As of 2007, the Met measures almost 1⁄4-mile (400 m) long and occupies more than 2,000,000 square feet (190,000 m2).
The Met's permanent collection is cared for and exhibited by seventeen separate curatorial departments, each with a specialized staff of curators and scholars, as well as four dedicated conservation departments and a department of scientific research.
Represented in the permanent collection are works of art from classical antiquity and Ancient Egypt, paintings and sculptures from nearly all the European masters, and an extensive collection of American and modern art. The Met also maintains extensive holdings of African, Asian, Oceanic, Byzantine and Islamic art. The museum is also home to encyclopedic collections of musical instruments, costumes and accessories, and antique weapons and armor from around the world. A number of notable interiors, ranging from 1st century Rome through modern American design, are permanently installed in the Met's galleries.

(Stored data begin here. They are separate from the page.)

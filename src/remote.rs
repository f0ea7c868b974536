//! The document-store seam between the synchronizer and the service.
//!
//! [`RemoteStore`] names the five calls a folder sync makes. [`Session`]
//! implements it over HTTP; tests implement it in memory to observe exactly
//! which calls a walk produces.
//!
//! # Endpoints
//!
//! | Call | Method | Path | Accepted |
//! |------|--------|------|----------|
//! | `create_folder` | `POST` | `/customers/{id}/folders` | 200, 409 |
//! | `request_upload` | `POST` | `/customers/{id}/generatePresignedUrl` | 200, 409 |
//! | `transfer` | `PUT` | presigned URL | 200 |
//! | `validate_document` | `PUT` | `/customers/{id}/documents/{doc}/validate` | 204 |
//! | `purge` | `POST` | `/customers/{id}/datastore/purge` | 204 |

use anyhow::Result;
use base64::Engine;
use chrono::{DateTime, Utc};
use reqwest::StatusCode;
use serde_json::json;
use tracing::warn;

use crate::client::{decode_json, expect_status, status_error};
use crate::error::{ApiError, Outcome};
use crate::models::{FolderRecord, PresignedResponse, RemoteId, UploadRequest, UploadTarget};
use crate::purge::format_cutoff;
use crate::session::Session;

/// Remote operations needed to mirror a local tree.
pub trait RemoteStore {
    /// Register a folder under `parent` (`None` is the customer's root).
    ///
    /// A conflict carries the existing folder's id when the service sent one.
    fn create_folder(&self, parent: Option<&RemoteId>, name: &str) -> Result<Outcome<RemoteId>>;

    /// Ask for a write target for one file. A conflict means a document with
    /// the same signature already exists and nothing needs to be sent.
    fn request_upload(&self, request: &UploadRequest) -> Result<Outcome<UploadTarget>>;

    /// Send the file's bytes to the write target.
    fn transfer(&self, target: &UploadTarget, bytes: Vec<u8>, mime: &str, filename: &str)
        -> Result<()>;

    /// Confirm that the bytes of `document_id` are in place.
    fn validate_document(&self, document_id: &RemoteId) -> Result<()>;

    /// Delete every document not touched since `cutoff`.
    fn purge(&self, cutoff: DateTime<Utc>) -> Result<()>;
}

impl RemoteStore for Session {
    fn create_folder(&self, parent: Option<&RemoteId>, name: &str) -> Result<Outcome<RemoteId>> {
        let body = json!({ "owner": parent, "name": name });
        let response = self.client.post_json(&self.customer_path("/folders"), &body)?;

        match response.status() {
            StatusCode::OK => {
                let folder: FolderRecord = decode_json(response)?;
                Ok(Outcome::Success(folder.id))
            }
            StatusCode::CONFLICT => {
                let existing = match decode_json::<FolderRecord>(response) {
                    Ok(folder) => Some(folder.id),
                    Err(e) => {
                        warn!(folder = name, error = %e, "conflict response carried no folder record");
                        None
                    }
                };
                Ok(Outcome::Conflict(existing))
            }
            _ => Err(status_error(response, "POST").into()),
        }
    }

    fn request_upload(&self, request: &UploadRequest) -> Result<Outcome<UploadTarget>> {
        let response = self
            .client
            .post_json(&self.customer_path("/generatePresignedUrl"), request)?;

        match response.status() {
            StatusCode::OK => {
                let url = response.url().to_string();
                let presigned: PresignedResponse = decode_json(response)?;
                let target = UploadTarget {
                    url: decode_locator(&presigned.upload_url, &url)?,
                    document_id: presigned.document_id,
                };
                Ok(Outcome::Success(target))
            }
            StatusCode::CONFLICT => Ok(Outcome::Conflict(None)),
            _ => Err(status_error(response, "POST").into()),
        }
    }

    fn transfer(
        &self,
        target: &UploadTarget,
        bytes: Vec<u8>,
        mime: &str,
        filename: &str,
    ) -> Result<()> {
        let response = self.client.put_bytes(&target.url, bytes, mime, filename)?;
        expect_status(response, "PUT", StatusCode::OK)?;
        Ok(())
    }

    fn validate_document(&self, document_id: &RemoteId) -> Result<()> {
        let path = self.customer_path(&format!("/documents/{}/validate", document_id));
        let response = self.client.put_empty(&path)?;
        expect_status(response, "PUT", StatusCode::NO_CONTENT)?;
        Ok(())
    }

    fn purge(&self, cutoff: DateTime<Utc>) -> Result<()> {
        let body = json!({ "timestamp": format_cutoff(cutoff) });
        let response = self
            .client
            .post_json(&self.customer_path("/datastore/purge"), &body)?;
        expect_status(response, "POST", StatusCode::NO_CONTENT)?;
        Ok(())
    }
}

/// Decode the base64 write-target locator into a URL string.
pub fn decode_locator(encoded: &str, source_url: &str) -> Result<String, ApiError> {
    let protocol = |reason: String| ApiError::Protocol {
        url: source_url.to_string(),
        reason,
    };
    let raw = base64::engine::general_purpose::STANDARD
        .decode(encoded.trim())
        .map_err(|e| protocol(format!("uploadUrl is not base64: {}", e)))?;
    String::from_utf8(raw).map_err(|e| protocol(format!("uploadUrl is not UTF-8: {}", e)))
}

#[cfg(test)]
mod tests {
    use super::*;

    #[test]
    fn locator_round_trips_presigned_url() {
        let url = "https://bucket.s3.amazonaws.com/acme/a.txt?X-Amz-Signature=abc";
        let encoded = base64::engine::general_purpose::STANDARD.encode(url);
        assert_eq!(decode_locator(&encoded, "http://svc").unwrap(), url);
    }

    #[test]
    fn bad_locator_is_protocol_error() {
        let err = decode_locator("***not base64***", "http://svc/x").unwrap_err();
        assert!(matches!(err, ApiError::Protocol { .. }));
    }
}
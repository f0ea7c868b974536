//! Local tree walk that mirrors directories as remote folders.
//!
//! The walk is a pre-order depth-first traversal driven by an explicit
//! worklist of `(parent handle, directory)` pairs. For each directory:
//!
//! 1. Register it remotely under its parent (unless it is the root marker).
//! 2. Upload every file in it, in file-name order.
//! 3. Queue its subdirectories, to be visited in file-name order.
//!
//! The first failure anywhere aborts the whole walk. Symlinks are followed,
//! but a directory whose canonical path was already visited is skipped, so a
//! link back up the tree cannot recurse.

use anyhow::{bail, Context, Result};
use std::collections::HashSet;
use std::path::{Path, PathBuf};
use tracing::{info, warn};
use walkdir::WalkDir;

use crate::error::Outcome;
use crate::models::RemoteId;
use crate::progress::{IngestEvent, NoProgress, ProgressReporter};
use crate::remote::RemoteStore;
use crate::upload::{upload_file, UploadStatus};

/// Counters for a finished walk.
#[derive(Debug, Clone, Copy, Default, PartialEq, Eq)]
pub struct WalkReport {
    pub folders_created: u64,
    pub folders_existing: u64,
    pub files_uploaded: u64,
    pub files_unchanged: u64,
    pub bytes_uploaded: u64,
}

pub struct Walker<'a, S: RemoteStore + ?Sized> {
    store: &'a S,
    root_marker: &'a str,
    progress: &'a dyn ProgressReporter,
}

impl<'a, S: RemoteStore + ?Sized> Walker<'a, S> {
    /// A walker whose directories named `root_marker` are not registered
    /// remotely; their contents land under the customer's root instead.
    pub fn new(store: &'a S, root_marker: &'a str) -> Self {
        Self {
            store,
            root_marker,
            progress: &NoProgress,
        }
    }

    pub fn with_progress(mut self, progress: &'a dyn ProgressReporter) -> Self {
        self.progress = progress;
        self
    }

    /// Mirror the tree at `root` under the remote folder `parent`.
    pub fn walk(&self, parent: Option<RemoteId>, root: &Path) -> Result<WalkReport> {
        let mut report = WalkReport::default();
        let mut pending: Vec<(Option<RemoteId>, PathBuf)> = vec![(parent, root.to_path_buf())];
        let mut visited: HashSet<PathBuf> = HashSet::new();

        while let Some((parent, dir)) = pending.pop() {
            let canonical = dir
                .canonicalize()
                .with_context(|| format!("cannot resolve folder: {}", dir.display()))?;
            if !visited.insert(canonical) {
                warn!(folder = %dir.display(), "skipping folder already visited through a symlink");
                continue;
            }

            let handle = self
                .register(parent.as_ref(), &dir, &mut report)
                .with_context(|| format!("error processing folder: {}", dir.display()))?;

            let (files, subdirs) = list_children(&dir)?;

            for file in &files {
                let status = upload_file(self.store, handle.as_ref(), file)
                    .with_context(|| format!("Error uploading: {}", file.display()))?;
                match status {
                    UploadStatus::Uploaded { bytes } => {
                        report.files_uploaded += 1;
                        report.bytes_uploaded += bytes;
                        self.progress.report(IngestEvent::uploaded(file, bytes));
                    }
                    UploadStatus::Unchanged => {
                        report.files_unchanged += 1;
                        self.progress.report(IngestEvent::unchanged(file));
                    }
                }
            }

            // Reversed so the stack pops them in name order.
            for sub in subdirs.into_iter().rev() {
                pending.push((handle.clone(), sub));
            }
        }

        Ok(report)
    }

    /// Register `dir` remotely and return the handle its children hang off.
    fn register(
        &self,
        parent: Option<&RemoteId>,
        dir: &Path,
        report: &mut WalkReport,
    ) -> Result<Option<RemoteId>> {
        let name = folder_name(dir)?;
        if name == self.root_marker {
            return Ok(None);
        }

        match self.store.create_folder(parent, &name)? {
            Outcome::Success(id) => {
                info!(folder = %dir.display(), id = %id, "created folder");
                report.folders_created += 1;
                self.progress.report(IngestEvent::folder(dir, false));
                Ok(Some(id))
            }
            Outcome::Conflict(existing) => {
                report.folders_existing += 1;
                self.progress.report(IngestEvent::folder(dir, true));
                if existing.is_none() {
                    warn!(
                        folder = %dir.display(),
                        "folder already exists but no id was returned; children go under the root"
                    );
                } else {
                    info!(folder = %dir.display(), "folder already exists");
                }
                Ok(existing)
            }
        }
    }
}

/// Base name of a directory, resolving `.` and `..` through the filesystem.
fn folder_name(dir: &Path) -> Result<String> {
    if let Some(name) = dir.file_name() {
        return Ok(name.to_string_lossy().to_string());
    }
    let resolved = dir
        .canonicalize()
        .with_context(|| format!("cannot resolve folder: {}", dir.display()))?;
    match resolved.file_name() {
        Some(name) => Ok(name.to_string_lossy().to_string()),
        None => bail!("folder has no name: {}", dir.display()),
    }
}

/// Immediate children of `dir`, split into files and directories, each sorted
/// by file name. Symlinks are followed.
fn list_children(dir: &Path) -> Result<(Vec<PathBuf>, Vec<PathBuf>)> {
    let mut files = Vec::new();
    let mut dirs = Vec::new();

    let walker = WalkDir::new(dir)
        .min_depth(1)
        .max_depth(1)
        .follow_links(true)
        .sort_by_file_name();

    for entry in walker {
        let entry = match entry {
            Ok(e) => e,
            Err(e) if e.depth() == 0 => {
                return Err(e).with_context(|| format!("cannot list folder: {}", dir.display()))
            }
            Err(e) => {
                warn!(folder = %dir.display(), error = %e, "skipping unreadable entry");
                continue;
            }
        };

        let file_type = entry.file_type();
        if file_type.is_dir() {
            dirs.push(entry.into_path());
        } else if file_type.is_file() {
            files.push(entry.into_path());
        }
    }

    Ok((files, dirs))
}
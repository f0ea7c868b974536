//! Stale-document purging and the walk watermark it relies on.
//!
//! After a successful walk every current document has been touched by the
//! service. The purge removes everything older than a cutoff that lies at
//! least the safety margin before the walk started, so clock skew between
//! client and service cannot push a freshly touched document past it.

use anyhow::{bail, Context, Result};
use chrono::{DateTime, Duration, Utc};
use tracing::info;

use crate::remote::RemoteStore;

/// Wire format of the purge cutoff (UTC, second precision).
pub const CUTOFF_FORMAT: &str = "%Y-%m-%d %H:%M:%S";

/// Start and end instants of a walk.
#[derive(Debug, Clone, Copy, PartialEq, Eq)]
pub struct Watermark {
    pub start: DateTime<Utc>,
    pub end: DateTime<Utc>,
}

impl Watermark {
    pub fn new(start: DateTime<Utc>, end: DateTime<Utc>) -> Self {
        Self { start, end }
    }

    pub fn elapsed(&self) -> Duration {
        self.end - self.start
    }

    /// `end - elapsed - margin`. The margin must be positive.
    pub fn cutoff(&self, margin: Duration) -> Result<DateTime<Utc>> {
        if margin <= Duration::zero() {
            bail!("purge margin must be positive, got {}s", margin.num_seconds());
        }
        self.elapsed()
            .checked_add(&margin)
            .and_then(|back| self.end.checked_sub_signed(back))
            .context("purge cutoff is out of range")
    }
}

pub fn format_cutoff(cutoff: DateTime<Utc>) -> String {
    cutoff.format(CUTOFF_FORMAT).to_string()
}

/// Ask the service to drop documents not touched since `cutoff`.
pub fn purge_stale<S: RemoteStore + ?Sized>(store: &S, cutoff: DateTime<Utc>) -> Result<()> {
    info!(cutoff = %format_cutoff(cutoff), "purging stale documents");
    store
        .purge(cutoff)
        .context("There was a fatal issue purging the datastore")
}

In addition to its permanent exhibitions, the Met organizes and hosts large traveling shows throughout the year.
At present (2009), the director of the museum is Thomas P. Campbell, a long-time curator, who replaced Philippe de Montebello following his retirement at the end of 2008.
History: The New York State Legislature granted the Metropolitan Museum of Art an Act of Incorporation on April 13, 1870 "for the purpose of establishing and maintaining in said City a Museum and Library of Art, of encouraging and developing the Study of the Fine Arts, and the application of Art to manufacture and natural life, of advancing the general knowledge of kindred subjects, and to that end of furnishing popular instruction and recreations".
The museum first opened on February 20, 1872, housed in a building located at 681 Fifth Avenue in New York City. John Taylor Johnston, a railroad executive whose personal art collection seeded the museum, served as its first President, and the publisher George Palmer Putnam came on board as its founding Superintendent. The artist Eastman Johnson acted as Co-Founder of the museum. The former Civil War officer, Luigi Palma di Cesnola, was named as its first director. He served from 1879 to 1904. Under their guidance, the Met's holdings, initially consisting of a Roman stone sarcophagus and 174 mostly European paintings, quickly outgrew the available space. In 1873, occasioned by the Met's purchase of the Cesnola Collection of Cypriot antiquities, the museum decamped from Fifth Avenue and took up residence at the Douglas Mansion at 128 West 14th Street. However, these new accommodations proved temporary, as the growing collection required more space than the mansion could provide. After negotiations with the city of New York in 1871, the Met acquired land on the east side of Central Park, where it built its permanent home, a red-brick stone "mausoleum" designed by American architect Calvert Vaux and his collaborator Jacob Wrey Mould. Vaux's ambitious building was not well-received; the building's High Victorian Gothic style was already going out of fashion by the time construction was completed, and the president of the Met termed the project "a mistake." Within 20 years, a new architectural plan, incorporating the Vaux building solely as an interior and stripping it of many of its distinctive design elements, was already being executed. Since that point, a host of new galleries and architectural elements, including the distinctive Beaux-Arts facade, designed by architect and Met trustee Richard Morris Hunt and completed in 1902, have continued to expand the museum's physical structure, with the Vaux-designed structure completely surrounded by later additions. The Met's great entrance hall was also designed by Hunt, who died before it was finished. Hunt's son Richard Howland Hunt oversaw completion of the great hall to his father's specifications.